I work tomorrow at 6am. I’m cranky as fuck. I’m hungover. God damn my life. Back to dieting and alcohol portioning. And my computer is busted. I’m also suffering badly from Fallout 3 withdrawls.. I’ve already got the ps3 booted and I’m sitting right in front of it ready to kick some mutant ass.

El Paso tomorrow! And DNS switch…

Thursday, September 3rd, 2009

I’m finally going home, it has been over a year since I’ve last been there and feels much longer. I just cannot wait to see all my old friends; it’s nice seeing my parents too.. sort of. Though they do a damn good job at making me feel like shit.

I also got an email from this website’s hosting server and there is going to be a dns change. This presents a problem.
The laptop I had all my domain information was stolen about 3 years ago, so I can’t remember where I registered this domain, or any information (password, username, etc).
Possibly when they make the change this site will just redirect to my registrar, but then.. I’m not sure.
The switch will be tomorrow, so expect this place to offline for a minute.

Work has been pissing me off lately. Customers are complete idiots, and one of the shift-leads really gets under my skin and makes me want to go crazy. She’s demanding as fuck, has the loudest Starbuckslike voice and comes off as really fake. She tells me what to do, which I’m totally fine with (being that I’m under her) but it’s just constant. She asks me to sweep; which I already know do WITHOUT someone telling me too, and the second I’m done she tells me to take out the trash, and so forth. Really, I’m not an idiot. I know what needs to be done. It’s only when it is something new I’ll have to be told to do it, and even then I can figure it out on my own.

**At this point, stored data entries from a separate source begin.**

//! Discovery of newly created tokens
//!
//! - `scanner`: one polling cycle against the chain
//! - `supervisor`: repeats cycles and restarts them with backoff
//! - `dedup`: bounded cache of already-processed signatures
//! - `synthetic`: generated events for simulation mode
//!
//! Both the scanner and the synthetic generator hand events to an
//! [`EventSink`], normally the entry pipeline.

pub mod dedup;
pub mod scanner;
pub mod supervisor;
pub mod synthetic;

use async_trait::async_trait;

use crate::pump::CreationEvent;

pub use dedup::RecentSignatures;
pub use scanner::{CycleReport, Scanner};
pub use supervisor::DiscoverySupervisor;
pub use synthetic::SyntheticDiscovery;

/// Consumer of discovered creation events
#[async_trait]
pub trait EventSink: Send + Sync {
    async fn on_event(&self, event: CreationEvent);
}
//! Pump.fun program constants and discriminators
//!
//! # WARNING: These constants may change without notice
//! Pump.fun has historically modified their program behavior.
//! If event parsing breaks, these values may need to be updated.
//!
//! # How discriminators are calculated
//! Anchor uses the first 8 bytes of SHA-256("event:<EventName>")
//! as the discriminator of an emitted event.

/// Pump.fun program ID
/// WARNING: This may change if pump.fun deploys a new program version
pub const PUMP_PROGRAM_ID_STR: &str = "6EF8rrecthR5Dkzon8Nwu78hRvfCKubJ14M5uBEwF6P";

/// Prefix Anchor puts in front of base64 event payloads in program logs
pub const PROGRAM_DATA_PREFIX: &str = "Program data: ";

lazy_static::lazy_static! {
    /// Discriminator of the `CreateEvent` emitted by the create instruction
    pub static ref CREATE_EVENT_DISCRIMINATOR: [u8; 8] = calculate_event_discriminator("CreateEvent");
}

/// Calculate event discriminator from name
/// This follows Anchor's convention: SHA-256("event:<name>")[0..8]
pub fn calculate_event_discriminator(name: &str) -> [u8; 8] {
    use sha2::{Digest, Sha256};

    let preimage = format!("event:{}", name);
    let hash = Sha256::digest(preimage.as_bytes());

    let mut discriminator = [0u8; 8];
    discriminator.copy_from_slice(&hash[..8]);
    discriminator
}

She also apologizes to me about 3 times a day for her bitching, and the first few days it was alright but now I’m tired of it.. seriously, I don’t believe in apologizes if they are constantly being made.
But it’s not making me want to quit or anything, it just gets annoying. This place is so scattered, but I guess it’s normal for anyone who has ever worked at a starbucks to think all other places are messy.

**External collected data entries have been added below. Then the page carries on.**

//! Command-line interface definitions and helpers.
//!
//! This module contains all CLI argument parsing, enums, and option
//! resolution against the config file.

use clap::{Parser, Subcommand, ValueEnum};
use std::path::PathBuf;

use neonscii::ascii;
use neonscii::config::Config;

// ==================== CLI Enums ====================

/// Built-in glyph palette.
#[derive(Debug, Clone, Copy, PartialEq, Eq, Default, ValueEnum)]
pub enum PaletteChoice {
    #[default]
    Classic,
    Standard,
    Blocks,
    Minimal,
}

impl From<PaletteChoice> for ascii::Charset {
    fn from(p: PaletteChoice) -> Self {
        match p {
            PaletteChoice::Classic => ascii::Charset::Classic,
            PaletteChoice::Standard => ascii::Charset::Standard,
            PaletteChoice::Blocks => ascii::Charset::Blocks,
            PaletteChoice::Minimal => ascii::Charset::Minimal,
        }
    }
}

/// Output encoding.
#[derive(Debug, Clone, Copy, PartialEq, Eq, Default, ValueEnum)]
pub enum Mode {
    #[default]
    Text,
    Svg,
}

impl From<Mode> for ascii::OutputMode {
    fn from(m: Mode) -> Self {
        match m {
            Mode::Text => ascii::OutputMode::Text,
            Mode::Svg => ascii::OutputMode::Svg,
        }
    }
}

// ==================== Value Parsers ====================

/// Parse and validate glyph column width (>= 1)
fn parse_width(s: &str) -> Result<u32, String> {
    let width: u32 = s
        .parse()
        .map_err(|_| format!("'{}' is not a valid number", s))?;
    if width == 0 {
        return Err("Width must be at least 1 glyph column".to_string());
    }
    Ok(width)
}

/// Parse and validate aspect compensation (0.1-10.0)
fn parse_aspect(s: &str) -> Result<f32, String> {
    let aspect: f32 = s
        .parse()
        .map_err(|_| format!("'{}' is not a valid number", s))?;
    if !(0.1..=10.0).contains(&aspect) {
        return Err(format!(
            "Aspect compensation must be between 0.1 and 10.0, got {}",
            aspect
        ));
    }
    Ok(aspect)
}

/// Parse and validate glow radius (>= 0)
fn parse_glow(s: &str) -> Result<f32, String> {
    let radius: f32 = s
        .parse()
        .map_err(|_| format!("'{}' is not a valid number", s))?;
    if !radius.is_finite() || radius < 0.0 {
        return Err(format!("Glow radius must not be negative, got {}", radius));
    }
    Ok(radius)
}

/// Parse and validate font size (> 0)
fn parse_font_size(s: &str) -> Result<f32, String> {
    let size: f32 = s
        .parse()
        .map_err(|_| format!("'{}' is not a valid number", s))?;
    if !size.is_finite() || size <= 0.0 {
        return Err(format!("Font size must be greater than 0, got {}", size));
    }
    Ok(size)
}

// ==================== CLI Arguments ====================

/// Transcode an image into a neon ASCII mosaic
#[derive(Parser, Debug)]
#[command(name = "neonscii")]
#[command(version, about = "Render images as neon ASCII art", long_about = None)]
pub struct Args {
    #[command(subcommand)]
    pub command: Option<Command>,

    /// Source image (PNG, JPEG, ...)
    pub image: Option<PathBuf>,

    /// Output width in glyph columns
    #[arg(short, long, value_parser = parse_width)]
    pub width: Option<u32>,

    /// Built-in glyph palette
    #[arg(long)]
    pub charset: Option<PaletteChoice>,

    /// Custom glyph ramp, densest glyph first (overrides --charset)
    #[arg(long)]
    pub palette: Option<String>,

    /// Sharpen edges before quantization
    #[arg(long)]
    pub sharpen: bool,

    /// Invert brightness (for dark backgrounds)
    #[arg(long)]
    pub invert: bool,

    /// Vertical aspect compensation (text cells are taller than wide)
    #[arg(long, value_parser = parse_aspect)]
    pub aspect: Option<f32>,

    /// Output encoding
    #[arg(short, long, default_value = "text")]
    pub mode: Mode,

    /// Neon stroke color (SVG mode)
    #[arg(long)]
    pub color: Option<String>,

    /// Glow blur radius (SVG mode)
    #[arg(long, value_parser = parse_glow)]
    pub glow_radius: Option<f32>,

    /// Font size in pixels (SVG mode)
    #[arg(long, value_parser = parse_font_size)]
    pub font_size: Option<f32>,

    /// Extra letter spacing in pixels (SVG mode)
    #[arg(long)]
    pub letter_spacing: Option<f32>,

    /// Write output to a file instead of stdout
    #[arg(short, long)]
    pub output: Option<PathBuf>,

    /// Path to config file (default: ~/.config/neonscii/config.toml)
    #[arg(long)]
    pub config: Option<PathBuf>,
}

#[derive(Subcommand, Debug)]
pub enum Command {
    /// List built-in glyph palettes
    Palettes,
}

impl Args {
    /// Merge CLI flags over config-file values into a render target.
    ///
    /// Precedence: CLI flag, then config file, then built-in default.
    pub fn resolve(&self, config: &Config) -> Result<ascii::RenderTarget, String> {
        let palette = self.resolve_palette(config)?;

        let style = ascii::SvgStyle {
            color: self
                .color
                .clone()
                .or_else(|| config.svg.color.clone())
                .unwrap_or_else(|| ascii::DEFAULT_STROKE_COLOR.to_string()),
            glow_radius: self
                .glow_radius
                .or(config.svg.glow_radius)
                .unwrap_or(ascii::DEFAULT_GLOW_RADIUS),
            font_size: self
                .font_size
                .or(config.svg.font_size)
                .unwrap_or(ascii::DEFAULT_FONT_SIZE),
            letter_spacing: self
                .letter_spacing
                .or(config.svg.letter_spacing)
                .unwrap_or(0.0),
        };

        Ok(ascii::RenderTarget {
            columns: self
                .width
                .or(config.render.width)
                .unwrap_or(ascii::DEFAULT_COLUMNS),
            palette,
            sharpen: self.sharpen || config.render.sharpen,
            invert: self.invert || config.render.invert,
            char_aspect: self
                .aspect
                .or(config.render.aspect)
                .unwrap_or(ascii::DEFAULT_CHAR_ASPECT),
            style,
        })
    }

    fn resolve_palette(&self, config: &Config) -> Result<ascii::GlyphPalette, String> {
        if let Some(ramp) = self.palette.as_deref().or(config.render.palette.as_deref()) {
            return Ok(ascii::GlyphPalette::new(ramp));
        }
        if let Some(choice) = self.charset {
            return Ok(ascii::Charset::from(choice).palette());
        }
        match config.render.charset.as_deref() {
            Some(name) => ascii::Charset::from_name(name)
                .map(|c| c.palette())
                .ok_or_else(|| {
                    format!(
                        "Unknown charset '{}' in config. Available charsets: classic, standard, blocks, minimal",
                        name
                    )
                }),
            None => Ok(ascii::GlyphPalette::default()),
        }
    }
}

#[cfg(test)]
mod tests {
    use super::*;

    #[test]
    fn test_parse_width_rejects_zero() {
        assert!(parse_width("0").is_err());
        assert_eq!(parse_width("100"), Ok(100));
    }

    #[test]
    fn test_parse_aspect_range() {
        assert!(parse_aspect("1.65").is_ok());
        assert!(parse_aspect("0").is_err());
        assert!(parse_aspect("nope").is_err());
    }

    #[test]
    fn test_resolve_defaults() {
        let args = Args::parse_from(["neonscii", "photo.png"]);
        let target = args.resolve(&Config::default()).unwrap();
        assert_eq!(target.columns, ascii::DEFAULT_COLUMNS);
        assert_eq!(target.palette.len(), 70);
        assert!(!target.sharpen);
        assert_eq!(target.style.color, ascii::DEFAULT_STROKE_COLOR);
    }

    #[test]
    fn test_resolve_cli_overrides_config() {
        let args = Args::parse_from(["neonscii", "photo.png", "-w", "48", "--charset", "blocks"]);
        let mut config = Config::default();
        config.render.width = Some(120);
        config.render.charset = Some("standard".to_string());
        let target = args.resolve(&config).unwrap();
        assert_eq!(target.columns, 48);
        assert_eq!(target.palette.len(), 5);
    }

    #[test]
    fn test_resolve_unknown_config_charset() {
        let args = Args::parse_from(["neonscii", "photo.png"]);
        let mut config = Config::default();
        config.render.charset = Some("neon".to_string());
        assert!(args.resolve(&config).is_err());
    }
}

I got off pretty early - around noon, came home and took a 6 hour nap. So now it’s 1:11am and I’m up, argh. I hate it when I’m up past 11:00 now.
And I did pretty shitty today as far as my diet. I stuck to all the low-cal low-fat stuff but ended up eating ALOT of it. Dammit. Now I just feel like shit and bloated.
I’ve also been fucking up lately with alcohol. Dammit. Dammit Dammit. I thought I was over all that.. I ended up having a few on sunday and was hungover as shit when I went to work the next morning. And then I had a bunch last night.. I went by a friend’s house and she had some vodka and a beer. She offered. I hesitated but gave in. This turned into me buying a 6 pack and knocking those back once I got back to my house. So again, I was hungover as shit when I got to work, and I was also 20 minutes late. I called to tell them I was going to be late but that bitch of a coworker got on the phone, I told her and she just hung up on me (UGH).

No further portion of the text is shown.